----- Material provided
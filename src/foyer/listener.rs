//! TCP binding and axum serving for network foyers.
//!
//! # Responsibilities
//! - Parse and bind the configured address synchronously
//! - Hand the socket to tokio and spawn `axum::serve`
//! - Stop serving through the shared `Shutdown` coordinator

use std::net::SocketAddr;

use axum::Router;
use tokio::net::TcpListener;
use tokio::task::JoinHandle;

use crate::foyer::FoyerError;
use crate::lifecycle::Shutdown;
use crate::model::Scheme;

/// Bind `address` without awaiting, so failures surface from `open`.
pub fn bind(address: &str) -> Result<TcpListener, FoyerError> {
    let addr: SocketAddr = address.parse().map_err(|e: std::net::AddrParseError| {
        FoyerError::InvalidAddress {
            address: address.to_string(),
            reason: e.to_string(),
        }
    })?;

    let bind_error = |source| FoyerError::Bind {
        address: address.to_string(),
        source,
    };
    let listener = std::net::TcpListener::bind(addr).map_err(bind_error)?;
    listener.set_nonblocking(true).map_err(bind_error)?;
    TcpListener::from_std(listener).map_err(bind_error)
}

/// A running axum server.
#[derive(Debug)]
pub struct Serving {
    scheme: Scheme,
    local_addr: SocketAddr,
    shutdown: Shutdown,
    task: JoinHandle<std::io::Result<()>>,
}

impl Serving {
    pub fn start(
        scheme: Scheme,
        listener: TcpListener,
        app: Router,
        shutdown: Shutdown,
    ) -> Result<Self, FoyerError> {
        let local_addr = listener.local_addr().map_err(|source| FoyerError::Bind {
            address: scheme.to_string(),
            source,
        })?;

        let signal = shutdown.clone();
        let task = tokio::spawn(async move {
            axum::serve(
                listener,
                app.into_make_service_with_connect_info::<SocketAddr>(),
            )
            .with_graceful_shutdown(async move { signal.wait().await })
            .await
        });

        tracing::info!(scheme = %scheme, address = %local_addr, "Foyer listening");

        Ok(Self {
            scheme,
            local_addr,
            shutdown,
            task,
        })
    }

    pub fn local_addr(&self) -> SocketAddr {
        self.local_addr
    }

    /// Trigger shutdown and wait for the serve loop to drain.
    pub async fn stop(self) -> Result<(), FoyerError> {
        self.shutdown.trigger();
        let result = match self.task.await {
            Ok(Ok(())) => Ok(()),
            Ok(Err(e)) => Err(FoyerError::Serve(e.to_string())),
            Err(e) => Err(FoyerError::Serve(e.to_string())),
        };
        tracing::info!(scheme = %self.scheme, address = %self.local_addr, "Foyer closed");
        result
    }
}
----------
▶ **Exercise prompt**
Out of the entries, report each line that contains the word "axum".

▶ **Solution to this exercise**
//! TCP binding and axum serving for network foyers.
//! - Hand the socket to tokio and spawn `axum::serve`
use axum::Router;
/// A running axum server.
            axum::serve(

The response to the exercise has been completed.